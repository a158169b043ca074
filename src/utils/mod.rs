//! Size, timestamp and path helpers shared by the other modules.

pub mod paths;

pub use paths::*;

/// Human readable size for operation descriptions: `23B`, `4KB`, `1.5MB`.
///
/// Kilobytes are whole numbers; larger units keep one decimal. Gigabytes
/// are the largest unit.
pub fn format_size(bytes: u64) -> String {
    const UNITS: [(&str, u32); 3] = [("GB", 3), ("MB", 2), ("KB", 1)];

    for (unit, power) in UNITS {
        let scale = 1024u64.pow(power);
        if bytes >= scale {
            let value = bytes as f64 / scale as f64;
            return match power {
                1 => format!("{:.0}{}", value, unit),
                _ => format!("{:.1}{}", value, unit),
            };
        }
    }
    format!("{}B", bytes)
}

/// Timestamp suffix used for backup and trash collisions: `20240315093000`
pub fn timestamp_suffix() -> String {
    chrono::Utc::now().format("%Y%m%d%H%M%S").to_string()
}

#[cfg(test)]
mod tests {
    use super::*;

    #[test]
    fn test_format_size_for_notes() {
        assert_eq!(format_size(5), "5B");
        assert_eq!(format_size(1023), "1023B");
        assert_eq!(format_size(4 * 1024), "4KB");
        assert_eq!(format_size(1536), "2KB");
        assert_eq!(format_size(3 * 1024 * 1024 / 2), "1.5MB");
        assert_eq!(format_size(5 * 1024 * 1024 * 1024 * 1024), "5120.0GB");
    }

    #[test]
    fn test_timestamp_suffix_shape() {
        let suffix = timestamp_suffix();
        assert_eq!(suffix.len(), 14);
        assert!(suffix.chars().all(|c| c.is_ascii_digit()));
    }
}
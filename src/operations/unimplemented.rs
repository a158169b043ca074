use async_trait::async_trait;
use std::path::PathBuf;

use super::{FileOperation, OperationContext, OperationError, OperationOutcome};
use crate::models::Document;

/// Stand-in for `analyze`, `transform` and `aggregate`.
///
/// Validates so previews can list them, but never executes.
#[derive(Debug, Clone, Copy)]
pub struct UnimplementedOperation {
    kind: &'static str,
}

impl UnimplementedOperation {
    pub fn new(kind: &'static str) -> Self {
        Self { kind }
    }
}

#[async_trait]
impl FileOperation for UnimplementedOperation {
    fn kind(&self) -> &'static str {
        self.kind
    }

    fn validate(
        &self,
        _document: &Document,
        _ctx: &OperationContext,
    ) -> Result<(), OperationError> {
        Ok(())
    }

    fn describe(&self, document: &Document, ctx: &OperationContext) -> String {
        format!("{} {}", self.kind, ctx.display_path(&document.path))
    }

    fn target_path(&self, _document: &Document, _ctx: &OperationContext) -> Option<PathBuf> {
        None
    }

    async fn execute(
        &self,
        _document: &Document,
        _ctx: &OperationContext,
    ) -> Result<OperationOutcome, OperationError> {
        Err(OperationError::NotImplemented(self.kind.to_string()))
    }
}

++++++++

Task goal >>
Starting with the line that holds "pub fn new(kind: &'static", copy every line through the end of the data above. Reproduce them exactly, with no other material.

Exercise answer >>
    pub fn new(kind: &'static str) -> Self {
        Self { kind }
    }
}

#[async_trait]
impl FileOperation for UnimplementedOperation {
    fn kind(&self) -> &'static str {
        self.kind
    }

    fn validate(
        &self,
        _document: &Document,
        _ctx: &OperationContext,
    ) -> Result<(), OperationError> {
        Ok(())
    }

    fn describe(&self, document: &Document, ctx: &OperationContext) -> String {
        format!("{} {}", self.kind, ctx.display_path(&document.path))
    }

    fn target_path(&self, _document: &Document, _ctx: &OperationContext) -> Option<PathBuf> {
        None
    }

    async fn execute(
        &self,
        _document: &Document,
        _ctx: &OperationContext,
    ) -> Result<OperationOutcome, OperationError> {
        Err(OperationError::NotImplemented(self.kind.to_string()))
    }
}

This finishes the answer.